In this case, you can still manually combine this partial information with your knowledge from the paper and own judgement to produce a “candidate” tree diagram (which might lead to different reproducers recreating different diagrams). This may look like the following:
table1.tex
└──[code] analysis.R
└──analysis_data.dta
└──MISSSING_CODE_FILE_3
└──cleaned_3_4.dta
| └──[code] clean_merged_3_4.do
| └──merged_3_4.dta
| └──MISSSING_CODE_FILE_2
| └──cleaned_3.dta
| | └──[code] clean_raw_3.py
| | └──raw_3.dta
| └──cleaned_4.dta
| └──[code] clean_raw_4.py
| └──raw_4.dta
└──cleaned_1_2.dta
└──[code] clean_merged_1_2.do
└──merged_1_2.dta
└──MISSSING_CODE_FILE_1
└──cleaned_1.dta
| └──[code] clean_raw_1.py
| └──raw_1.dta
|
└──cleaned_2.dta
└──[code] clean_raw_2.py
└──raw_2.dta
To leave a record of the reconstructed diagrams, you will have to amend the input spreadsheets using placeholders for the missing components.
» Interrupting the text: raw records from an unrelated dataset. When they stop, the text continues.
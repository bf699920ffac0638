//! English and Turkish message catalogs.
//!
//! Templates receive the whole catalog as `t` and look messages up by key.
//! Status, result, role and input type codes double as keys, so values coming
//! from the backend can be rendered with `t[code]`.

use std::collections::HashMap;
use std::sync::LazyLock;

use crate::domain::preferences::Language;

pub type Catalog = HashMap<&'static str, &'static str>;

const EN: &[(&str, &str)] = &[
    ("app_name", "Saphire QC"),
    // navigation
    ("nav_dashboard", "Dashboard"),
    ("nav_companies", "Companies"),
    ("nav_locations", "Locations"),
    ("nav_machines", "Machines"),
    ("nav_products", "Products"),
    ("nav_templates", "QC templates"),
    ("nav_records", "QC records"),
    ("nav_approvals", "Approvals"),
    ("nav_users", "Users"),
    ("nav_logs", "System logs"),
    ("nav_operator", "Operator"),
    ("nav_history", "My records"),
    ("nav_settings", "Settings"),
    ("toggle_sidebar", "Toggle sidebar"),
    ("toggle_theme", "Toggle theme"),
    ("logout", "Sign out"),
    // auth
    ("login_title", "Sign in"),
    ("login_subtitle", "Quality control console"),
    ("login_submit", "Sign in"),
    ("login_invalid_credentials", "Wrong username or password."),
    ("session_expired", "Your session has expired. Please sign in again."),
    ("not_allowed_title", "Access denied"),
    ("not_enough_rights", "You are not allowed to open this page."),
    ("back_home", "Go to start page"),
    // generic
    ("add", "Add"),
    ("edit", "Edit"),
    ("delete", "Delete"),
    ("save", "Save"),
    ("remove", "Remove"),
    ("back", "Back"),
    ("retry", "Retry"),
    ("search", "Search…"),
    ("yes", "Yes"),
    ("no", "No"),
    ("active", "Active"),
    ("inactive", "Inactive"),
    ("name", "Name"),
    ("code", "Code"),
    ("description", "Description"),
    ("logo", "Logo URL"),
    ("address", "Address"),
    ("company", "Company"),
    ("location", "Location"),
    ("machine", "Machine"),
    ("product", "Product"),
    ("username", "Username"),
    ("password", "Password"),
    ("email", "E-mail"),
    ("full_name", "Full name"),
    ("role", "Role"),
    ("total", "Total"),
    ("no_data", "Nothing to show yet."),
    ("no_results", "No matches for this search."),
    ("confirm_delete", "Delete this entry? This cannot be undone."),
    ("saved", "Saved."),
    ("deleted", "Deleted."),
    ("not_found", "The requested item no longer exists."),
    ("error_title", "Something went wrong"),
    ("error_occurred", "An error occurred. Please try again."),
    ("backend_unreachable", "The QC server cannot be reached. Check the connection and try again."),
    ("form_required_fields", "Please fill in all required fields."),
    ("form_invalid_values", "Some values are invalid."),
    // master data
    ("show_inactive", "Show inactive"),
    ("machine_type", "Type"),
    ("maintenance", "Maintenance mode"),
    ("start_maintenance", "Start maintenance"),
    ("end_maintenance", "End maintenance"),
    ("maintenance_on", "Machine switched to maintenance mode."),
    ("maintenance_off", "Machine is back in service."),
    ("all_roles", "All roles"),
    ("assigned_machines", "Assigned machines"),
    ("user_cannot_delete_self", "You cannot delete your own account."),
    ("ADMIN", "Administrator"),
    ("SUPERVISOR", "Supervisor"),
    ("OPERATOR", "Operator"),
    // dashboard
    ("active_tasks", "Active tasks"),
    ("total_records", "QC records"),
    ("pass_rate", "Pass rate"),
    ("pending_approvals", "Pending approvals"),
    ("weekly_trend", "Last 7 days"),
    ("machine_status", "Machine status"),
    ("product_performance", "Product performance"),
    ("critical_alerts", "Critical alerts"),
    ("recent_activity", "Recent activity"),
    ("no_pending", "No records are waiting for approval."),
    ("open_queue", "Open approval queue"),
    // templates
    ("new_template", "New template"),
    ("edit_template", "Edit template"),
    ("template_details", "Template details"),
    ("context_type", "Context"),
    ("control_points", "Control points"),
    ("version", "Version"),
    ("requires_approval", "Requires approval"),
    ("allow_partial_save", "Allow partial save"),
    ("label", "Label"),
    ("input_type", "Input"),
    ("unit", "Unit"),
    ("target", "Target"),
    ("min", "Min"),
    ("max", "Max"),
    ("samples", "Samples"),
    ("required", "Required"),
    ("options", "Options"),
    ("options_hint", "comma separated"),
    ("add_point", "Add control point"),
    ("template_saved", "Template saved."),
    ("template_no_points", "Add at least one control point."),
    ("template_point_label_required", "Every control point needs a label."),
    ("MACHINE", "Machine"),
    ("PRODUCT", "Product"),
    ("PROCESS", "Process"),
    ("GENERAL", "General"),
    ("NUMBER", "Number"),
    ("DECIMAL", "Decimal"),
    ("BOOLEAN", "OK / NOK"),
    ("YES_NO", "Yes / No"),
    ("PASS_FAIL", "Pass / Fail"),
    ("TEXT", "Text"),
    ("TEXTAREA", "Long text"),
    ("SELECT", "Choice"),
    ("MULTI_SELECT", "Multiple choice"),
    ("DATE", "Date"),
    ("TIME", "Time"),
    ("DATETIME", "Date and time"),
    ("PHOTO", "Photo"),
    ("SIGNATURE", "Signature"),
    // records
    ("record", "QC record"),
    ("values", "Measured values"),
    ("field", "Field"),
    ("value", "Value"),
    ("sample", "Sample"),
    ("notes", "Notes"),
    ("save_notes", "Save notes"),
    ("approve", "Approve"),
    ("reject", "Reject"),
    ("approved_by", "Approved by"),
    ("rejection_reason", "Rejection reason"),
    ("record_approved", "Record approved."),
    ("record_rejected", "Record rejected."),
    ("all_statuses", "All statuses"),
    ("auto_refresh", "Refreshes every"),
    ("col_code", "Code"),
    ("col_template", "Template"),
    ("col_subject", "Machine / asset"),
    ("col_filled_by", "Filled by"),
    ("col_result", "Result"),
    ("col_status", "Status"),
    ("col_date", "Date"),
    ("records_report_title", "QC records"),
    ("record_report_title", "QC record"),
    ("generated_at", "Generated at"),
    ("DRAFT", "Draft"),
    ("IN_PROGRESS", "In progress"),
    ("SUBMITTED", "Submitted"),
    ("APPROVED", "Approved"),
    ("REJECTED", "Rejected"),
    ("PASS", "Pass"),
    ("FAIL", "Fail"),
    ("WARNING", "Warning"),
    ("NA", "N/A"),
    ("PARTIAL", "Partial"),
    // operator
    ("hello", "Hello"),
    ("my_tasks", "My tasks"),
    ("my_drafts", "Unfinished entries"),
    ("no_tasks", "No tasks are assigned to you right now."),
    ("no_machines", "No machines are available."),
    ("start_entry", "Start"),
    ("choose_template", "Choose a form"),
    ("no_templates_for_machine", "No active forms for this machine."),
    ("task_early", "Not started"),
    ("task_active", "Open"),
    ("task_grace", "Grace period"),
    ("task_expired", "The time window of this task has closed."),
    ("machine_unavailable", "This machine is inactive or in maintenance."),
    ("draft_restored", "Your unsaved entries were restored."),
    ("draft_saved", "Draft saved."),
    ("draft_discarded", "Draft discarded."),
    ("save_draft", "Save draft"),
    ("submit", "Submit"),
    ("discard_draft", "Discard draft"),
    ("confirm_discard", "Discard all entered values?"),
    ("entry_missing_required", "Submitted with empty required fields"),
    ("submitted_late", "Submitted after the task window closed."),
    ("record_submitted", "Record submitted."),
    // settings
    ("profile", "Profile"),
    ("preferences", "Preferences"),
    ("language", "Language"),
    ("theme", "Theme"),
    ("theme_light", "Light"),
    ("theme_dark", "Dark"),
    ("sidebar", "Sidebar"),
    ("sidebar_expanded", "Expanded"),
    ("sidebar_collapsed", "Collapsed"),
    ("source", "Source"),
    // onboarding
    ("tour_dismiss", "Got it"),
    ("tour_dashboard", "The dashboard combines live QC metrics with the records waiting for your approval."),
    ("tour_templates", "Templates define the control points operators fill in. Use the builder to add rows."),
    ("tour_records", "Filter records by status or search, then export the list as CSV or PDF."),
    ("tour_approvals", "Submitted records appear here. Pick a result and approve or reject them."),
    ("tour_operator", "Start an assigned task or pick a machine to choose a form."),
    ("tour_entry", "Values are saved as a draft whenever you switch samples, so nothing is lost."),
];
In the example above, you should add the following entries to the code description spreadsheet:
file_name | location | inputs | outputs | description | primary_type |
---|---|---|---|---|---|
… | … | … | … | … | … |
missing_file1 | unknown | cleaned_1.dta, cleaned_2.dta | merged_1_2.dta | missing code | unknown |
missing_file2 | unknown | cleaned_3.dta, cleaned_4.dta | merged_3_4.dta | missing code | unknown |
missing_file3 | unknown | merged_3_4.dta, merged_1_2.dta | analysis_data.dta | missing code | unknown |